Containerized Installers for Data-centric Services using Databus Collections

janfo · February 6, 2025, 8:20am

Project Description:

This GSoC project aims to develop containerized installers for data-centric services utilizing Databus collections. Databus collections provide a framework for managing and sharing datasets across distributed systems, offering versioning, replication, and access control features.

One exemplary application of this project is integrating Databus collections with the Virtuoso Open-Source triple store, a widely used RDF service. This integration enables seamless deployment and loading of RDF datasets into Virtuoso instances within containerized environments.

Additionally, the project entails both designing and documenting best practices for deploying other Databus-driven services, along with implementing more deployment-ready containers. These containers will encapsulate the necessary components for pulling data from Databus collections and installing them with associated services, ensuring ease of deployment and scalability.

Furthermore, the project may explore integration options with the Databus frontend or even metadata, enhancing discoverability and interoperability of the deployed services within the Databus ecosystem.

Key Objectives:

Integrate Databus collections with the Virtuoso Open-Source Triple Store as a first use case. This can be done by building upon the Virtuoso Quickstarter repository (GitHub - dbpedia/virtuoso-sparql-endpoint-quickstart: creates a docker image with Virtuoso preloaded with the latest DBpedia dataset)
Design and document best practices for deploying Databus-driven services.
Implement 4-5 deployment-ready containers for data-centric services utilizing Databus collections. Services could, for instance, be chosen from a list of Semantic Web applications and services here: GitHub - semantalytics/awesome-semantic-web: A curated list of various semantic web and linked data resources.
Explore integration possibilities with the Databus frontend or metadata systems for enhanced functionality and interoperability.

Expected Outcome:

A well-documented Databus-driven Virtuoso Quickstarter container that focuses on ease of deployment.
Documentation outlining best practices and guidelines for implementing, deploying and managing Databus-driven services.
4-5 Containerized installers for deploying data-centric services leveraging Databus collections.
Design proposal for integration of these services with the Databus frontend.
[Optional] integration with Databus frontend or even metadata for improved discoverability and usability.

Skills Required:

A good understanding of SPARQL, RDF and other Semantic Web technologies
Some proficiency in containerization technologies (e.g., Docker, Kubernetes).
Knowledge of the core concepts of the DBpedia Databus (see Overview | Databus Gitbook)
Good documentation and communication skills

Project Size:

Estimated anywhere between 90 to 180 hours, depending on expertise and number of tackled tasks.
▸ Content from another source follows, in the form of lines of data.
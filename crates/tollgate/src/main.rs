//! Tollgate CLI binary.
//!
//! Drives a single-host deployment: inspect accounts, start trials, request
//! and cancel paid tiers, and run simulated metered operations.

use clap::Parser;
use tollgate::{LocalDeployment, LogFormat, TollgateConfig, init_tracing};

mod cli;

#[tokio::main]
async fn main() -> Result<(), Box<dyn std::error::Error>> {
    use cli::{Cli, handle_command};

    let _ = dotenvy::dotenv();
    let cli = Cli::parse();

    let format = if cli.json_logs {
        LogFormat::Json
    } else {
        LogFormat::Pretty
    };
    init_tracing(format, cli.verbose)?;

    let config = match &cli.config {
        Some(path) => TollgateConfig::from_file(path)?,
        None => TollgateConfig::load()?,
    };
    let data_dir = cli
        .data_dir
        .clone()
        .unwrap_or_else(LocalDeployment::default_data_dir);

    let local = LocalDeployment::open(&data_dir, config).await?;
    let result = handle_command(&local, cli.command, cli.json).await;
    local.close().await;
    result?;

    Ok(())
}
//! Account-level operations without persistence or locking.

use crate::{DailyResetPolicy, QuotaEnforcer, SubscriptionStateMachine};
use chrono::{DateTime, Utc};
use derive_getters::Getters;
use tollgate_config::{PlanTable, TollgateConfig};
use tollgate_core::{Account, Admission};
use tollgate_error::PlanError;

/// The three engine components behind one value.
///
/// Every method works on an account the caller already holds; the
/// [`QuotaGateway`](crate::QuotaGateway) adds loading, locking and
/// conditional writes around them.
///
/// # Examples
///
/// ```
/// use chrono::{TimeZone, Utc};
/// use tollgate_core::{Account, Admission, TenantId};
/// use tollgate_error::DenyReason;
/// use tollgate_quota::QuotaEngine;
///
/// let engine = QuotaEngine::default();
/// let now = Utc.with_ymd_and_hms(2024, 1, 1, 12, 0, 0).unwrap();
/// let mut account = Account::provision(TenantId::from("shop-1"), now, 5);
///
/// assert_eq!(engine.check_and_reserve(&account), Admission::Deny(DenyReason::PlanNone));
///
/// engine.start_trial(&mut account, now).unwrap();
/// assert!(engine.check_and_reserve(&account).is_allowed());
/// engine.charge_usage(&mut account, 250);
/// assert_eq!(account.remaining_tokens(), 750);
/// ```
#[derive(Debug, Clone, Default, PartialEq, Eq, Getters)]
pub struct QuotaEngine {
    subscriptions: SubscriptionStateMachine,
    reset: DailyResetPolicy,
    enforcer: QuotaEnforcer,
}

impl QuotaEngine {
    /// Engine using the given ceilings.
    pub fn new(limits: PlanTable) -> Self {
        Self {
            subscriptions: SubscriptionStateMachine::new(limits),
            reset: DailyResetPolicy,
            enforcer: QuotaEnforcer,
        }
    }

    /// Engine using the ceilings from configuration.
    pub fn from_config(config: &TollgateConfig) -> Self {
        Self::new(config.plan_table())
    }

    /// See [`SubscriptionStateMachine::reconcile`].
    pub fn reconcile_plan(&self, account: &mut Account, active: Option<&str>, now: DateTime<Utc>) -> bool {
        self.subscriptions.reconcile(account, active, now)
    }

    /// See [`DailyResetPolicy::apply`].
    pub fn apply_daily_reset(&self, account: &mut Account, now: DateTime<Utc>) -> bool {
        self.reset.apply(account, now)
    }

    /// See [`QuotaEnforcer::check_and_reserve`].
    pub fn check_and_reserve(&self, account: &Account) -> Admission {
        self.enforcer.check_and_reserve(account)
    }

    /// See [`QuotaEnforcer::charge_usage`].
    pub fn charge_usage(&self, account: &mut Account, cost: u64) {
        self.enforcer.charge_usage(account, cost)
    }

    /// See [`SubscriptionStateMachine::start_trial`].
    #[track_caller]
    pub fn start_trial(&self, account: &mut Account, now: DateTime<Utc>) -> Result<bool, PlanError> {
        self.subscriptions.start_trial(account, now)
    }

    /// See [`SubscriptionStateMachine::cancel`].
    pub fn cancel_subscription(&self, account: &mut Account) -> Option<String> {
        self.subscriptions.cancel(account)
    }

    /// Admission phase: reconcile (when a billing signal is given), reset,
    /// then decide.
    ///
    /// `active` is `None` to skip reconciliation, `Some(None)` when billing
    /// reports nothing active.
    ///
    /// The exhaustion check runs after the reset. On the day the last trial
    /// day is consumed (`trial_days_left` drops from 1 to 0) the request is
    /// denied. Checking before the reset would admit that one request
    /// instead.
    pub fn admit(
        &self,
        account: &mut Account,
        active: Option<Option<&str>>,
        now: DateTime<Utc>,
    ) -> Admission {
        if let Some(active) = active {
            self.reconcile_plan(account, active, now);
        }
        self.apply_daily_reset(account, now);
        self.check_and_reserve(account)
    }
}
Mohamad_Wahba · February 14, 2025, 12:05pm

Hi @janfo ,
I’m really interested in the Containerized Installers project. I have some hands-on experience with Docker and Kubernetes from my internship at Vodafone Egypt and am deepening my skills through the Data Engineering Zoomcamp 2025 by datatalksclub.

I noticed this project was on the GSOC 2024 idealist but wasn’t picked—could you share why and what its current priority is for GSOC 2025?

Thanks,
Mohamad Wahba

kurzum · February 27, 2025, 2:14pm

Hi all,
we already have this https://hub.docker.com/r/dbpedia/virtuoso-sparql-endpoint-quickstart which auto-loads rdf into SPARQL from the databus, i.e. everybody can create a DBpedia mirror easily. This was used over 100k times. Would be good to also have another SPARQL DB like GitHub - ad-freiburg/qlever: Very fast SPARQL Engine, which can handle very large knowledge graphs like the complete Wikidata, offers context-sensitive autocompletion for SPARQL queries, and allows combination with text search. It's faster than engines like Blazegraph or Virtuoso, especially for queries involving large result sets.
Then it would be cool to go through GitHub - semantalytics/awesome-semantic-web: A curated list of various semantic web and linked data resources. and pre-select some tools and have the community vote or at least give some feedback. Would be good to have a either a decent variety or a selection for one popular use case.

It’s tough to make a good selection, but if you find the right combination of tools with good synergies, then the value can be immense.